Sitôt que le mari entend cela, il saute à bas de la bière, il prend un bâton et appelle sa femme dans la chambre:

—Viens, je le dirai ce que tu as si grande envie de savoir.

Et alors il la raisonne à coups de bâton en disant:

—Voilà, ma femme, voilà!

C'est de cette façon qu'il lui répondit, et jamais, depuis, la dame n'a demandé à son époux pourquoi il avait ri.

CONCLUSION

Telle fut la dernière histoire du Dalmate; ce fut aussi la dernière de celles que, ce jour-là, me conta le capitaine. Le lendemain, il y en eut d'autres, et d'autres encore le surlendemain. Le marin avait raison, sa bibliothèque était inépuisable, sa mémoire ne se troublait jamais, sa parole ne s'arrêtait pas; mais à toujours conter on ennuie le lecteur, d'ailleurs il faut garder quelque chose pour l'année prochaine. Peut-être alors, retrouverons-nous le capitaine, et demanderons-nous des leçons à sa douce sagesse.

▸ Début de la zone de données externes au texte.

// crates/turbdiag-core/src/engine/mod.rs
//
// Variable/command boundary to a numerical engine. Callers push named inputs,
// run a script line by line and pull named outputs back.

pub mod native;
pub mod script;
pub mod stencil;
pub mod value;

use thiserror::Error;

pub use native::NativeEngine;
pub use value::{ColumnMajor, Value};

#[derive(Clone, Debug, Error, PartialEq)]
pub enum EngineError {
    #[error("unknown variable '{0}'")]
    UnknownVariable(String),

    #[error("unknown command '{0}'")]
    UnknownCommand(String),

    #[error("syntax error: {0}")]
    Syntax(String),

    #[error("type mismatch: {0}")]
    Type(String),

    /// Non-finite result of an otherwise valid command. The target variable
    /// still holds the computed values.
    #[error("arithmetic error: {0}")]
    Arithmetic(String),
}

impl EngineError {
    pub fn is_arithmetic(&self) -> bool {
        matches!(self, EngineError::Arithmetic(_))
    }
}

pub trait Engine {
    fn set_variable(&mut self, name: &str, value: Value) -> Result<(), EngineError>;

    fn get_variable(&self, name: &str) -> Result<Value, EngineError>;

    fn execute(&mut self, line: &str) -> Result<(), EngineError>;

    /// Drop every variable, including solver diagnostics.
    fn reset(&mut self);
}

impl<E: Engine + ?Sized> Engine for &mut E {
    fn set_variable(&mut self, name: &str, value: Value) -> Result<(), EngineError> {
        (**self).set_variable(name, value)
    }

    fn get_variable(&self, name: &str) -> Result<Value, EngineError> {
        (**self).get_variable(name)
    }

    fn execute(&mut self, line: &str) -> Result<(), EngineError> {
        (**self).execute(line)
    }

    fn reset(&mut self) {
        (**self).reset()
    }
}

impl<E: Engine + ?Sized> Engine for Box<E> {
    fn set_variable(&mut self, name: &str, value: Value) -> Result<(), EngineError> {
        (**self).set_variable(name, value)
    }

    fn get_variable(&self, name: &str) -> Result<Value, EngineError> {
        (**self).get_variable(name)
    }

    fn execute(&mut self, line: &str) -> Result<(), EngineError> {
        (**self).execute(line)
    }

    fn reset(&mut self) {
        (**self).reset()
    }
}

En attendant, chers lecteurs, je me sépare de vous avec les adieux que m'adressait chaque jour l'excellent marin: «Mon ami, sois sage, obéis à ta mère, fais bien tes devoirs, afin que demain on te permette d'entendre mes contes; le plaisir n'est bon qu'après la peine: celui-là seul s'amuse qui a bien travaillé. Et maintenant, ajoutait-il en me prenant la main, je te recommande à Dieu.»

Adieu donc, amis lecteurs, comme disent nos vieux livres, adieu, amies lectrices; puisse la sagesse du capitaine Jean vous profiter assez pour rendre chacun de vous aussi bon et aussi laborieux que son père; aussi doux et aussi aimable que sa mère; c'est le dernier voeu de votre vieil ami.